Assignment: Repeat the stretch of entries below from the line with "delete_result?;" through the line with "async fn metrics_chart_is_shaped_for_rendering(board: TestBoard)". Include both ends and add nothing.

"""

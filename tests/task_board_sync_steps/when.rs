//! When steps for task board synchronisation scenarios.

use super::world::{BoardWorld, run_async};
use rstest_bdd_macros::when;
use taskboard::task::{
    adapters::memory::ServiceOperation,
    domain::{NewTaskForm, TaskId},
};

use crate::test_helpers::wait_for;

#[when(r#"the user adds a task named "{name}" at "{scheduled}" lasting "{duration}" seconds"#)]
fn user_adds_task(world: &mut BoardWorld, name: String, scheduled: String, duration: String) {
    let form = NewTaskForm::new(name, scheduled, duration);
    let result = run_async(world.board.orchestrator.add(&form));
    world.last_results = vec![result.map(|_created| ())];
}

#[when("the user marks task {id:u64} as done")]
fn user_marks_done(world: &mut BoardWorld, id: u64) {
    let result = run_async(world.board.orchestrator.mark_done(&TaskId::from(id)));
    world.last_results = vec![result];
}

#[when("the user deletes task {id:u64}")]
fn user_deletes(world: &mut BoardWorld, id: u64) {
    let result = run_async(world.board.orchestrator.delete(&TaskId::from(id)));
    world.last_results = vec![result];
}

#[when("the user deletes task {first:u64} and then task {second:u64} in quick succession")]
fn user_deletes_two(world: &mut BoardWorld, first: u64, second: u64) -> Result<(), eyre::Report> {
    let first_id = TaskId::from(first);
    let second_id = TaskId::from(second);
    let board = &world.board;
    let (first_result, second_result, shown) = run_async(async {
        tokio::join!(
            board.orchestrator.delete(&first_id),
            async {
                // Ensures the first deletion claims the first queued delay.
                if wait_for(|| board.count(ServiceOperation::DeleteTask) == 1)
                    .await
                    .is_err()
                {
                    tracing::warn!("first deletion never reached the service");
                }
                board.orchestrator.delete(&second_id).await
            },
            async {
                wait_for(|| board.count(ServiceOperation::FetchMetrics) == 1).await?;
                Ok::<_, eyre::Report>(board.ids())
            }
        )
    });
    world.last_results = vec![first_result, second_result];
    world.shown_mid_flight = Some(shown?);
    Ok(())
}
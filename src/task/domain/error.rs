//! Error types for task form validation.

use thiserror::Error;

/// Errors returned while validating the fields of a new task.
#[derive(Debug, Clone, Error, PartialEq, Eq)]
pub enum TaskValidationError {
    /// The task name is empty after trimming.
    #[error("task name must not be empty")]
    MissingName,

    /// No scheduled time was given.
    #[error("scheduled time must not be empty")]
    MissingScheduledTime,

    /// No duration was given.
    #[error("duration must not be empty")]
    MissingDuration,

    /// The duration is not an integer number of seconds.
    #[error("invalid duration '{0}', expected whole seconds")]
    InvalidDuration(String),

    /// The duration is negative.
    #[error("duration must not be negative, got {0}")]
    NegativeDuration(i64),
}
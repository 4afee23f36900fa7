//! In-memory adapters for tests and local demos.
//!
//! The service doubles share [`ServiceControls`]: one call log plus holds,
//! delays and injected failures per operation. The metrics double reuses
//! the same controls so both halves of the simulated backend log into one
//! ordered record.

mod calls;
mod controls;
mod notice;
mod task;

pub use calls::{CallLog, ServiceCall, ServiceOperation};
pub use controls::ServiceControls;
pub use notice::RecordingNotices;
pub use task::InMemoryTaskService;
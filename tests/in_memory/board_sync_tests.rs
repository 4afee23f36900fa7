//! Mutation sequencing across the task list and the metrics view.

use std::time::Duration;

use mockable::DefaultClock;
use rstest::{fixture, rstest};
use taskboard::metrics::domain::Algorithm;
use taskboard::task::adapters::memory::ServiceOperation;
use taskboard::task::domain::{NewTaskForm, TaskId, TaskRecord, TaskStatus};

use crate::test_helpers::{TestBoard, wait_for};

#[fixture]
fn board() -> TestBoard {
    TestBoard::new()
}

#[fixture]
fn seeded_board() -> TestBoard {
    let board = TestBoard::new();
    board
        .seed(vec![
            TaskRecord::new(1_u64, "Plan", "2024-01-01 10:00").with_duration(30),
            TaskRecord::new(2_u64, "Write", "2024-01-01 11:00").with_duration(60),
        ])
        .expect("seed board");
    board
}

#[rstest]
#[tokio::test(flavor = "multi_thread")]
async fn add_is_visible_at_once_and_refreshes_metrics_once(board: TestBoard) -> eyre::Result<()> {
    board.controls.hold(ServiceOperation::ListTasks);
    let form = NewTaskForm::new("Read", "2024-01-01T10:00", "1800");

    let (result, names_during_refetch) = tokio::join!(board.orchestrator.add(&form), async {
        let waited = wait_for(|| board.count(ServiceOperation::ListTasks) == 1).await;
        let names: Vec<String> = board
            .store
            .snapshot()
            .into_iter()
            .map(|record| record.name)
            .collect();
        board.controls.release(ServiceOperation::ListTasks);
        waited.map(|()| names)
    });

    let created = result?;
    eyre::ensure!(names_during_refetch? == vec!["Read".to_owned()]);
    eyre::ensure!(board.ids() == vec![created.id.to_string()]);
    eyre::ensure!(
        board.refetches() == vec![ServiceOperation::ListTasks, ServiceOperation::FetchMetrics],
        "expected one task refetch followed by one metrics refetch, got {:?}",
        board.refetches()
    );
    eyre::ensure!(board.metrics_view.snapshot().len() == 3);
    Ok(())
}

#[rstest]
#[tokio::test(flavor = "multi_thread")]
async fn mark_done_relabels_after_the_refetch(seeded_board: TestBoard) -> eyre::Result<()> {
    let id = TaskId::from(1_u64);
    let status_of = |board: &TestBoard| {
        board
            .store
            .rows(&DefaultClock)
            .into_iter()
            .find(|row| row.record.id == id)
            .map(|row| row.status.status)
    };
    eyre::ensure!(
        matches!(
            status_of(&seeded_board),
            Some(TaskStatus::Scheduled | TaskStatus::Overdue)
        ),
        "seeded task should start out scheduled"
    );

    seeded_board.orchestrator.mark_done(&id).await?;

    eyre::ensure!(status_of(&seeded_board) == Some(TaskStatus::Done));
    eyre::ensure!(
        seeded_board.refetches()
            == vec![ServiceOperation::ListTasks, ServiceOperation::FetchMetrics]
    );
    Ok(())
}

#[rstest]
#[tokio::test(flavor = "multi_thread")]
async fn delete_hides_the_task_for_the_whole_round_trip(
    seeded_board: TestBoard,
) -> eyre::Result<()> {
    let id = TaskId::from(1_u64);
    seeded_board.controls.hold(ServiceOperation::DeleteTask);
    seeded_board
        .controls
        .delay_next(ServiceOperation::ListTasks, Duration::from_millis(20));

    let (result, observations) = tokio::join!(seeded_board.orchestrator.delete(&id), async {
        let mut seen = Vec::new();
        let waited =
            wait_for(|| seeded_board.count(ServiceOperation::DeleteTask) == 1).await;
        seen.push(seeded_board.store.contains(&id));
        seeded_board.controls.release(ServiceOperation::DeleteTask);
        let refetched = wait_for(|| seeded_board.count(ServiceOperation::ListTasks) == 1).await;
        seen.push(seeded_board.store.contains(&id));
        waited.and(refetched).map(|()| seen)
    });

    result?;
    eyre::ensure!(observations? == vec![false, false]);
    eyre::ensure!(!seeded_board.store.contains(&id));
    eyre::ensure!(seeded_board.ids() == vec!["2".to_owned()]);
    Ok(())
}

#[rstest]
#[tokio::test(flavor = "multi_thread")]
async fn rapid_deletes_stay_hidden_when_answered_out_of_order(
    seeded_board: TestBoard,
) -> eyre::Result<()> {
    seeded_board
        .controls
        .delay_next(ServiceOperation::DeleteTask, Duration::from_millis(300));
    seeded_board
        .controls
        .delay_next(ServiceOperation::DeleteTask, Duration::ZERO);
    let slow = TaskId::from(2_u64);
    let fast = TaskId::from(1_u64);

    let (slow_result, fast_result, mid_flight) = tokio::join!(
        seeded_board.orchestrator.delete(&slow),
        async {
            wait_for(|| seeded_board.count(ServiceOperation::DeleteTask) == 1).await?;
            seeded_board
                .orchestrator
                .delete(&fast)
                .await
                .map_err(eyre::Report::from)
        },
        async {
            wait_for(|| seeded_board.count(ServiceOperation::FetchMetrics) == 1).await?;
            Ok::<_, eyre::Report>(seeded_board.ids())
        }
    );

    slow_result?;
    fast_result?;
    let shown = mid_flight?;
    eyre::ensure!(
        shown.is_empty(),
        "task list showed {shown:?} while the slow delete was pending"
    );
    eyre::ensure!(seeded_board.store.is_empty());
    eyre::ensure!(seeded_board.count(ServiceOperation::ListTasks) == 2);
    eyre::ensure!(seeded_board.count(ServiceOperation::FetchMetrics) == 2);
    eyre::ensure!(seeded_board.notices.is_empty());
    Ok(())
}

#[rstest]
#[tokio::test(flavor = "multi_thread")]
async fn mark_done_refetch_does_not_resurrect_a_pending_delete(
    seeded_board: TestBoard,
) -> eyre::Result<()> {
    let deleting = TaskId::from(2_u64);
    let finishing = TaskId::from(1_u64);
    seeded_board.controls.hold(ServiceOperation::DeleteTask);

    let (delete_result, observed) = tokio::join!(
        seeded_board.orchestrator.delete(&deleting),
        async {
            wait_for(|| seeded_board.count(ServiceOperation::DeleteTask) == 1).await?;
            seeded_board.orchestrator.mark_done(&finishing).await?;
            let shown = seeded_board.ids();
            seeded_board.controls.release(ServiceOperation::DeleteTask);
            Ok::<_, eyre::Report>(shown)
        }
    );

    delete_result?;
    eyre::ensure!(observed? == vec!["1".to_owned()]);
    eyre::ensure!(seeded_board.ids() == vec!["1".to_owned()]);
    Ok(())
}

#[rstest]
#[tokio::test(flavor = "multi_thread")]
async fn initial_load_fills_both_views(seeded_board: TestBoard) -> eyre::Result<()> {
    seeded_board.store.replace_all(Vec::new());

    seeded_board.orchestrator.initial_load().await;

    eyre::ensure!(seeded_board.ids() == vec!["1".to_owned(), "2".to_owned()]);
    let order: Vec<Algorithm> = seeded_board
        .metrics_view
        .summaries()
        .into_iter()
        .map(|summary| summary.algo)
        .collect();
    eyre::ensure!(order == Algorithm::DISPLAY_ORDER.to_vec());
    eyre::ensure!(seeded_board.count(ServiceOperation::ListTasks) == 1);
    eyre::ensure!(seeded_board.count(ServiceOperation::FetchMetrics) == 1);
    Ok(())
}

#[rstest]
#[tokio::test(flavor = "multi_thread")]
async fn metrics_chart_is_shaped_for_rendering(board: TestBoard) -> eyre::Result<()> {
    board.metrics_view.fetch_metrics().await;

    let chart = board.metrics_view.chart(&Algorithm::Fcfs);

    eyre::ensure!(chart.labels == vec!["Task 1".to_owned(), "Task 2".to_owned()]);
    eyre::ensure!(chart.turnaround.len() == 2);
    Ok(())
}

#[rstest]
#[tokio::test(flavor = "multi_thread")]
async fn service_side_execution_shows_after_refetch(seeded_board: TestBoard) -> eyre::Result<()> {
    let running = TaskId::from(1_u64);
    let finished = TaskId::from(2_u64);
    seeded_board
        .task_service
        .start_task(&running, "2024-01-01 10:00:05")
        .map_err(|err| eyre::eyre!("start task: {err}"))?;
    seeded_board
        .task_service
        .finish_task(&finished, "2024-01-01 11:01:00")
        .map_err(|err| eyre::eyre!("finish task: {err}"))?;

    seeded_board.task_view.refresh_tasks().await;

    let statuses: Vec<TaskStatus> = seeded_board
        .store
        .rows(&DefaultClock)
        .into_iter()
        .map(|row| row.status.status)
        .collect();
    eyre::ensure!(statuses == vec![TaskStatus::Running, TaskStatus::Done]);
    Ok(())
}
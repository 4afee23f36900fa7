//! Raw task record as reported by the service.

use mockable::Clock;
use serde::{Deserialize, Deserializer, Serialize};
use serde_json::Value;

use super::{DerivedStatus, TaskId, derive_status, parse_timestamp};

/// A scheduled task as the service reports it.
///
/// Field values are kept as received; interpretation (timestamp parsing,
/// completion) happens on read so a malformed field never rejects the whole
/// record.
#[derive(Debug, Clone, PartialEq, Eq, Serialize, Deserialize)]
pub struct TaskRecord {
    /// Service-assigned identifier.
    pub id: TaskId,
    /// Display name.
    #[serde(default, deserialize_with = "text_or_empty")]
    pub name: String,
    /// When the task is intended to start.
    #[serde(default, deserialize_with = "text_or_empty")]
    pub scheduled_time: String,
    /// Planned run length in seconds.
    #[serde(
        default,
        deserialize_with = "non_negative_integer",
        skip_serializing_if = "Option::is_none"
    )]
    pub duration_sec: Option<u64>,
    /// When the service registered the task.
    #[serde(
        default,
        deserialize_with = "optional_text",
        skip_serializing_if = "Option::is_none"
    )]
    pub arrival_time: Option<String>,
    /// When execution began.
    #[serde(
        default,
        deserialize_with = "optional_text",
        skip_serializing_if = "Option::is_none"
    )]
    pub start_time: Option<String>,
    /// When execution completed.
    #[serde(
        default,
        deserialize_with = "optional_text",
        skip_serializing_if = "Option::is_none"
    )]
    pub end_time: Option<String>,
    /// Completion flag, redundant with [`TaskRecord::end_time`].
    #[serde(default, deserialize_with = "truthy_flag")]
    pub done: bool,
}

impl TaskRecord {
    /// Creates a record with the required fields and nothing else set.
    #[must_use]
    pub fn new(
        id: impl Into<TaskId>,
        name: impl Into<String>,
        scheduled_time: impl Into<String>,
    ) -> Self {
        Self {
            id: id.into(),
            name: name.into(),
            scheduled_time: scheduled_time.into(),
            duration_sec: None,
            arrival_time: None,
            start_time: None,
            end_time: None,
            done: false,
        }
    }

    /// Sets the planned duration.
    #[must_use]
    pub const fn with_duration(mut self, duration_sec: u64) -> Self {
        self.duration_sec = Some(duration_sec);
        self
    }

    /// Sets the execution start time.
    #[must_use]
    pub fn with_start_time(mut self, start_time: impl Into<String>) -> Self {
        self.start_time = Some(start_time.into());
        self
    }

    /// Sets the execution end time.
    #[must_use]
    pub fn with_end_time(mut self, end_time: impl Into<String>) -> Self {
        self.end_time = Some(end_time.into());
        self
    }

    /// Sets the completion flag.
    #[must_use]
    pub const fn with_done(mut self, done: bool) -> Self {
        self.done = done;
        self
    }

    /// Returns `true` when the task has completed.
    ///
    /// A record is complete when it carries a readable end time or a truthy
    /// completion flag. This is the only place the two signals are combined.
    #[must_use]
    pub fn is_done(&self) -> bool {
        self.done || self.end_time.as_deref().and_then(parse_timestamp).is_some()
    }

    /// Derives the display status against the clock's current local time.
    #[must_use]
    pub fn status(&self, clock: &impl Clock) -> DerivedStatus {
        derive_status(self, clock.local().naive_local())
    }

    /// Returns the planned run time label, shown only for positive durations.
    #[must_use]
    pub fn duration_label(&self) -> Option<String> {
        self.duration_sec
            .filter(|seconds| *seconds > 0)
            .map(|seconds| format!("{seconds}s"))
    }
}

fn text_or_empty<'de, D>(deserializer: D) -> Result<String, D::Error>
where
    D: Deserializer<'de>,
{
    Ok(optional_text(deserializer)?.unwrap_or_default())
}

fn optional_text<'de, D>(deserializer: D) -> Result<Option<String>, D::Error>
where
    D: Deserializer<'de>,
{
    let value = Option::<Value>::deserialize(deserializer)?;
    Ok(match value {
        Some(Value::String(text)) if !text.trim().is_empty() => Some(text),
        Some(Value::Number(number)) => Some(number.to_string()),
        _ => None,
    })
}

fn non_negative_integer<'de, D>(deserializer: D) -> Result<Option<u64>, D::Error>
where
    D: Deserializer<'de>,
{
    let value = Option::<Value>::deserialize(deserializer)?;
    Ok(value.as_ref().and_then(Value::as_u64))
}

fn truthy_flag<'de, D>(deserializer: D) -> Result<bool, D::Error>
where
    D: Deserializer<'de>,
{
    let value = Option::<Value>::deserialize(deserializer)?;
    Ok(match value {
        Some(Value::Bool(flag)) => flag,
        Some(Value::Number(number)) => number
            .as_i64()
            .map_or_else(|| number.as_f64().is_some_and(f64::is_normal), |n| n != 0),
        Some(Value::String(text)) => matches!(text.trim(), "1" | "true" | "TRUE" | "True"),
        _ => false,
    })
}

"""

Response below:
    delete_result?;
    eyre::ensure!(observed? == vec!["1".to_owned()]);
    eyre::ensure!(seeded_board.ids() == vec!["1".to_owned()]);
    Ok(())
}

#[rstest]
#[tokio::test(flavor = "multi_thread")]
async fn initial_load_fills_both_views(seeded_board: TestBoard) -> eyre::Result<()> {
    seeded_board.store.replace_all(Vec::new());

    seeded_board.orchestrator.initial_load().await;

    eyre::ensure!(seeded_board.ids() == vec!["1".to_owned(), "2".to_owned()]);
    let order: Vec<Algorithm> = seeded_board
        .metrics_view
        .summaries()
        .into_iter()
        .map(|summary| summary.algo)
        .collect();
    eyre::ensure!(order == Algorithm::DISPLAY_ORDER.to_vec());
    eyre::ensure!(seeded_board.count(ServiceOperation::ListTasks) == 1);
    eyre::ensure!(seeded_board.count(ServiceOperation::FetchMetrics) == 1);
    Ok(())
}

#[rstest]
#[tokio::test(flavor = "multi_thread")]
async fn metrics_chart_is_shaped_for_rendering(board: TestBoard) -> eyre::Result<()> {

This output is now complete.